I am so peeved at my ex and his lack of support....
My father-in-law has stated he will pay 60% of college expenses (books and classes) for all of the grandchildren. My husband has stated he would take up the slack and pay the rest.
My son is going to early college. This means he will take a half day of classes at high school and a half at college. My son told me, yesterday, that he while the classes are free he will need to get textbooks. $$$ UGH! I texted his dad asking if he would buy the books or if I needed to buy them and pass on the receipt to him. He unequivocally told me that was not college and he is doing classes through his school and so it is high school!
My son will have a parking pass for the college, he is taking the classes at the college, he is registering and going to orientation at the college. How on earth is this not college? College textbooks cost a lot and I am already looking at selling my plasma to make ends meet.
Then my husband calls up my son and explains to him that when he moves out and is actually in college, my husband will help out. Oh! And he also says he is more than willing to help me if I need the money. I was going to keep my son out of this because I think that is best. And my husband lied about being willing to help me.
As it turns out, I contacted my father-in-law and he agrees that it is college and the 529 will pay for the textbooks. Thank goodness but my husband's attitude, and including our son who was hurt his father would not help, just burns my britches.
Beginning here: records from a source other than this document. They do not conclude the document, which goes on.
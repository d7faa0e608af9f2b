//! IFD utilities
//!
//! Offsets and sizes of Image File Directories in TIFF files.

use log::debug;

use crate::errors::TileResult;
use crate::io::byte_order::ByteOrderHandler;
use crate::io::seekable::SeekableReader;
use crate::tiff::ifd::IFD;

/// Reads an IFD offset (first or next), sized for the file flavour
///
/// A next offset of 0 means there are no more IFDs.
pub fn read_ifd_offset(
    reader: &mut dyn SeekableReader,
    is_big_tiff: bool,
    byte_order_handler: &dyn ByteOrderHandler,
) -> TileResult<u64> {
    let offset = if is_big_tiff {
        byte_order_handler.read_u64(reader)?
    } else {
        byte_order_handler.read_u32(reader)? as u64
    };
    debug!("Read IFD offset: {}", offset);
    Ok(offset)
}

/// Calculates the size of an IFD in bytes, up to and including the
/// next-IFD offset field
pub fn calculate_ifd_size(ifd: &IFD, is_big_tiff: bool) -> u64 {
    if is_big_tiff {
        // 8 (entry count) + 20 (each entry) + 8 (next IFD offset)
        8 + (20 * ifd.entries.len() as u64) + 8
    } else {
        // 2 (entry count) + 12 (each entry) + 4 (next IFD offset)
        2 + (12 * ifd.entries.len() as u64) + 4
    }
}

/// Position of the next-IFD offset field of an IFD
pub fn next_offset_position(ifd: &IFD, is_big_tiff: bool) -> u64 {
    let field = if is_big_tiff { 8 } else { 4 };
    ifd.offset + calculate_ifd_size(ifd, is_big_tiff) - field
}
Thank you for letting me vent.
SheilaT
(23,156 posts)If so, it can be used for all legitimate college expenses, including books, including room and board, including such things as buying a fridge for the dorm room. So if there's a 529 here, I don't get why you even need to ask your ex or your father-in-law for help.;
usedtobedemgurl
(1,392 posts)or I would not have to ask. The only 529 is with my father-in-law who I approached and he can see it is actually college, unlike my ex, and he will pay 60% of text books. His agreement has always been that he would pay 60% of what the 529 covers. The ex said he would take up the slack. I am just disappointed my ex would try to do a loophole and say it is not college when it really is. It is his son too and I did not ask him to take up any expenses his dad would not, he offered. Now he has changed the parameters.
usedtobedemgurl
(1,392 posts)a lawyer called my husband's past behavior as being financially abusive. He has been very controlling with money to a point when I wanted to check and see if the accountant had filed taxes (because I believed that my husband had not given the accountant the papers), my husband said I could call her but if I did then I would not get a new (used) car I had been looking at. I never did get it anyway.
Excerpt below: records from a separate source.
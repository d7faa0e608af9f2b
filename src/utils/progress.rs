use indicatif::{ProgressBar, ProgressStyle};

const TEMPLATE: &str = "{spinner:.green} [{elapsed_precise}] [{bar:40.cyan/blue}] {pos}/{len} ({eta}) {msg}";

pub struct ProgressTracker {
    bar: ProgressBar,
}

impl ProgressTracker {
    pub fn new(total: u64, description: &str) -> Self {
        let style = ProgressStyle::default_bar()
            .template(TEMPLATE)
            .unwrap_or_else(|_| ProgressStyle::default_bar())
            .progress_chars("#>-");

        let bar = ProgressBar::new(total);
        bar.set_style(style);
        bar.set_message(description.to_string());

        ProgressTracker { bar }
    }

    /// Tracker that draws nothing
    pub fn hidden(total: u64) -> Self {
        let bar = ProgressBar::hidden();
        bar.set_length(total);
        ProgressTracker { bar }
    }

    pub fn increment(&self, amount: u64) {
        self.bar.inc(amount);
    }

    pub fn position(&self) -> u64 {
        self.bar.position()
    }

    pub fn finish(&self) {
        self.bar.finish_with_message("Completed");
    }
}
He also came in one day and said he needed to save up to pay off his IRS debt and so he was cutting my money that he was giving me by two thirds. Meanwhile, he was not cutting his own money by any amount. This is while we were still together and I was paying every single bill and keeping our family going. I had to basically throw a tantrum saying our family could not live on that (he tried to blame me and said it should come out of the expense money because it was my idea he pay his taxes) and telling him someone around him must understand what a strain this would put on our family and I would go to his dad and all of his friends and see if they could talk sense into him.
When I left he would not even give me half the money in alimony each month and I did not have the $7500 to give to a lawyer for a retainer.
He has been financially and mentally abusive to me.
SheilaT
(23,156 posts)You need to go to court over your ex's not paying the mandated alimony. See if you can file on your own behalf without a lawyer. Or shop around and see if another lawyer will accept a lower retainer.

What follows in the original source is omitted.